__Supplied records__.
········

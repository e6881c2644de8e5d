use std::collections::{BTreeMap, BTreeSet};
use std::io;
use std::path::PathBuf;

use chrono::{DateTime, Utc};
use serde::{Deserialize, Serialize};
use thiserror::Error;

use crate::component::{Category, ComponentId};
use crate::consts::TRACKER_VERSION;
use crate::util::hash::ContentHash;

/// Errors from persisting the tracker record.
///
/// Reads never fail: a missing or corrupt record is an empty one.
#[derive(Debug, Error)]
pub enum TrackerError {
  #[error("failed to create tracker directory {}: {source}", path.display())]
  CreateDir { path: PathBuf, source: io::Error },

  #[error("failed to write tracker {}: {source}", path.display())]
  Write { path: PathBuf, source: io::Error },

  #[error("failed to serialize tracker: {0}")]
  Serialize(#[source] serde_json::Error),
}

/// One installed descriptor.
#[derive(Debug, Clone, PartialEq, Serialize, Deserialize)]
#[serde(rename_all = "camelCase")]
pub struct InstalledEntry {
  pub fingerprint: ContentHash,
  pub installed_at: DateTime<Utc>,
  pub source_reference: String,

  /// Installed only because something selected depends on it.
  #[serde(default, skip_serializing_if = "std::ops::Not::not")]
  pub dependency: bool,
}

/// Installed entries, namespaced by category.
#[derive(Debug, Clone, Default, PartialEq, Serialize, Deserialize)]
pub struct ComponentRecords {
  #[serde(default)]
  pub skill: BTreeMap<String, InstalledEntry>,
  #[serde(default)]
  pub command: BTreeMap<String, InstalledEntry>,
  #[serde(default)]
  pub agent: BTreeMap<String, InstalledEntry>,
  #[serde(default)]
  pub hook: BTreeMap<String, InstalledEntry>,
  #[serde(default, rename = "mcpServer")]
  pub mcp_server: BTreeMap<String, InstalledEntry>,
}

impl ComponentRecords {
  fn table(&self, category: Category) -> &BTreeMap<String, InstalledEntry> {
    match category {
      Category::Skill => &self.skill,
      Category::Command => &self.command,
      Category::Agent => &self.agent,
      Category::Hook => &self.hook,
      Category::McpServer => &self.mcp_server,
    }
  }

  fn table_mut(&mut self, category: Category) -> &mut BTreeMap<String, InstalledEntry> {
    match category {
      Category::Skill => &mut self.skill,
      Category::Command => &mut self.command,
      Category::Agent => &mut self.agent,
      Category::Hook => &mut self.hook,
      Category::McpServer => &mut self.mcp_server,
    }
  }
}

/// The persisted tracker document.
#[derive(Debug, Clone, PartialEq, Serialize, Deserialize)]
pub struct TrackerRecord {
  pub version: u32,
  #[serde(default)]
  pub components: ComponentRecords,
}

impl Default for TrackerRecord {
  fn default() -> Self {
    Self {
      version: TRACKER_VERSION,
      components: ComponentRecords::default(),
    }
  }
}

impl TrackerRecord {
  pub fn new() -> Self {
    Self::default()
  }

  pub fn lookup(&self, id: &ComponentId) -> Option<&InstalledEntry> {
    self.components.table(id.category).get(&id.name)
  }

  pub fn lookup_mut(&mut self, id: &ComponentId) -> Option<&mut InstalledEntry> {
    self.components.table_mut(id.category).get_mut(&id.name)
  }

  /// Insert or overwrite the entry for `id`.
  pub fn insert(&mut self, id: &ComponentId, entry: InstalledEntry) {
    self.components.table_mut(id.category).insert(id.name.clone(), entry);
  }

  pub fn remove(&mut self, id: &ComponentId) -> Option<InstalledEntry> {
    self.components.table_mut(id.category).remove(&id.name)
  }

  /// All entries in category order, then by name.
  pub fn iter(&self) -> impl Iterator<Item = (ComponentId, &InstalledEntry)> {
    Category::ALL.into_iter().flat_map(move |category| {
      self
        .components
        .table(category)
        .iter()
        .map(move |(name, entry)| (ComponentId::new(category, name.clone()), entry))
    })
  }

  pub fn tracked_ids(&self) -> BTreeSet<ComponentId> {
    self.iter().map(|(id, _)| id).collect()
  }

  /// Descriptors that were selected directly rather than pulled in as dependencies.
  pub fn direct_selection(&self) -> BTreeSet<ComponentId> {
    self.iter().filter(|(_, entry)| !entry.dependency).map(|(id, _)| id).collect()
  }

  pub fn is_empty(&self) -> bool {
    self.iter().next().is_none()
  }
}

········

__Your objective__. Retype all the data. Nothing may be left out or altered.

__Answer__.
repository e6881c2644de8e5d
use std::collections::{BTreeMap, BTreeSet};
use std::io;
use std::path::PathBuf;

use chrono::{DateTime, Utc};
use serde::{Deserialize, Serialize};
use thiserror::Error;

use crate::component::{Category, ComponentId};
use crate::consts::TRACKER_VERSION;
use crate::util::hash::ContentHash;

/// Errors from persisting the tracker record.
///
/// Reads never fail: a missing or corrupt record is an empty one.
#[derive(Debug, Error)]
pub enum TrackerError {
  #[error("failed to create tracker directory {}: {source}", path.display())]
  CreateDir { path: PathBuf, source: io::Error },

  #[error("failed to write tracker {}: {source}", path.display())]
  Write { path: PathBuf, source: io::Error },

  #[error("failed to serialize tracker: {0}")]
  Serialize(#[source] serde_json::Error),
}

/// One installed descriptor.
#[derive(Debug, Clone, PartialEq, Serialize, Deserialize)]
#[serde(rename_all = "camelCase")]
pub struct InstalledEntry {
  pub fingerprint: ContentHash,
  pub installed_at: DateTime<Utc>,
  pub source_reference: String,

  /// Installed only because something selected depends on it.
  #[serde(default, skip_serializing_if = "std::ops::Not::not")]
  pub dependency: bool,
}

/// Installed entries, namespaced by category.
#[derive(Debug, Clone, Default, PartialEq, Serialize, Deserialize)]
pub struct ComponentRecords {
  #[serde(default)]
  pub skill: BTreeMap<String, InstalledEntry>,
  #[serde(default)]
  pub command: BTreeMap<String, InstalledEntry>,
  #[serde(default)]
  pub agent: BTreeMap<String, InstalledEntry>,
  #[serde(default)]
  pub hook: BTreeMap<String, InstalledEntry>,
  #[serde(default, rename = "mcpServer")]
  pub mcp_server: BTreeMap<String, InstalledEntry>,
}

impl ComponentRecords {
  fn table(&self, category: Category) -> &BTreeMap<String, InstalledEntry> {
    match category {
      Category::Skill => &self.skill,
      Category::Command => &self.command,
      Category::Agent => &self.agent,
      Category::Hook => &self.hook,
      Category::McpServer => &self.mcp_server,
    }
  }

  fn table_mut(&mut self, category: Category) -> &mut BTreeMap<String, InstalledEntry> {
    match category {
      Category::Skill => &mut self.skill,
      Category::Command => &mut self.command,
      Category::Agent => &mut self.agent,
      Category::Hook => &mut self.hook,
      Category::McpServer => &mut self.mcp_server,
    }
  }
}

/// The persisted tracker document.
#[derive(Debug, Clone, PartialEq, Serialize, Deserialize)]
pub struct TrackerRecord {
  pub version: u32,
  #[serde(default)]
  pub components: ComponentRecords,
}

impl Default for TrackerRecord {
  fn default() -> Self {
    Self {
      version: TRACKER_VERSION,
      components: ComponentRecords::default(),
    }
  }
}

impl TrackerRecord {
  pub fn new() -> Self {
    Self::default()
  }

  pub fn lookup(&self, id: &ComponentId) -> Option<&InstalledEntry> {
    self.components.table(id.category).get(&id.name)
  }

  pub fn lookup_mut(&mut self, id: &ComponentId) -> Option<&mut InstalledEntry> {
    self.components.table_mut(id.category).get_mut(&id.name)
  }

  /// Insert or overwrite the entry for `id`.
  pub fn insert(&mut self, id: &ComponentId, entry: InstalledEntry) {
    self.components.table_mut(id.category).insert(id.name.clone(), entry);
  }

  pub fn remove(&mut self, id: &ComponentId) -> Option<InstalledEntry> {
    self.components.table_mut(id.category).remove(&id.name)
  }

  /// All entries in category order, then by name.
  pub fn iter(&self) -> impl Iterator<Item = (ComponentId, &InstalledEntry)> {
    Category::ALL.into_iter().flat_map(move |category| {
      self
        .components
        .table(category)
        .iter()
        .map(move |(name, entry)| (ComponentId::new(category, name.clone()), entry))
    })
  }

  pub fn tracked_ids(&self) -> BTreeSet<ComponentId> {
    self.iter().map(|(id, _)| id).collect()
  }

  /// Descriptors that were selected directly rather than pulled in as dependencies.
  pub fn direct_selection(&self) -> BTreeSet<ComponentId> {
    self.iter().filter(|(_, entry)| !entry.dependency).map(|(id, _)| id).collect()
  }

  pub fn is_empty(&self) -> bool {
    self.iter().next().is_none()
  }
}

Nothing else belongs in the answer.